> **AIM OF THE EXERCISE**: Lines in which "engine" appears should be pulled from the data below.

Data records
use std::io;
use std::path::PathBuf;
use std::sync::{Arc, Mutex, mpsc};
use std::thread;

use anyhow::Result;
use crossterm::{
    execute,
    event::{EnableMouseCapture, DisableMouseCapture},
    terminal::{disable_raw_mode, enable_raw_mode, EnterAlternateScreen, LeaveAlternateScreen},
};
use ratatui::{Terminal, backend::CrosstermBackend};

use consul_core::control::ControlLoop;
use consul_core::engine::Engine;
use consul_core::platform::create_platform;
use consul_core::sleep::SystemClock;
use consul_core::types::{Control, LoopStatus, OrchestratorState};
use consul_core::{logger, orchestrator, settings::Settings};

/// Value following `flag` on the command line.
fn arg_value(flag: &str) -> Option<String> {
    let args: Vec<String> = std::env::args().collect();
    args.iter().position(|a| a == flag).and_then(|i| args.get(i + 1).cloned())
}

fn main() -> Result<()> {
    let force_stub = std::env::args().any(|a| a == "--stub");
    let cwd = std::env::current_dir().unwrap_or_else(|_| PathBuf::from("."));

    logger::init(&cwd.join("logs"))?;

    let settings_path = arg_value("--config").map(PathBuf::from).unwrap_or_else(|| cwd.join("settings.json"));
    let settings = Settings::load(&settings_path);
    if !settings_path.exists() {
        settings.save(&settings_path);
    }

    let platform = create_platform(&settings, force_stub)?;
    if let Err(e) = platform.recognizer.ensure_ready() {
        logger::warn(&format!("text recognition not ready: {}", e));
    }
    let engine = Engine::new(platform, settings, Arc::new(SystemClock));
    let control = ControlLoop::new(engine);

    let status = Arc::new(Mutex::new(control.status()));
    let orch_state = Arc::new(Mutex::new(OrchestratorState::Running));

    let (log_tx, log_rx) = mpsc::channel::<String>();
    let (cmd_tx, cmd_rx) = mpsc::channel::<Control>();

    logger::set_tui_sender(log_tx);
    logger::info(&format!("consul started, settings from {}", settings_path.display()));

    enable_raw_mode()?;
    let mut stdout = io::stdout();
    execute!(stdout, EnterAlternateScreen, EnableMouseCapture)?;
    let backend = CrosstermBackend::new(stdout);
    let mut terminal = Terminal::new(backend)?;

    let mut app = consul_tui::App::new(Arc::clone(&status), Arc::clone(&orch_state), log_rx, cmd_tx);

    let orch_status: Arc<Mutex<LoopStatus>> = Arc::clone(&status);
    let orch_run_state = Arc::clone(&orch_state);
    let handle = thread::spawn(move || {
        orchestrator::orchestrate(control, orch_status, orch_run_state, cmd_rx);
    });

    let result = consul_tui::event::run(&mut terminal, &mut app);

    disable_raw_mode()?;
    execute!(terminal.backend_mut(), LeaveAlternateScreen, DisableMouseCapture)?;
    terminal.show_cursor()?;

    // a poll in flight finishes before the thread sees Quit
    if app.should_quit {
        handle.join().ok();
    }
    result
}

> **ANSWER BOX**:
use consul_core::engine::Engine;
    let engine = Engine::new(platform, settings, Arc::new(SystemClock));
    let control = ControlLoop::new(engine);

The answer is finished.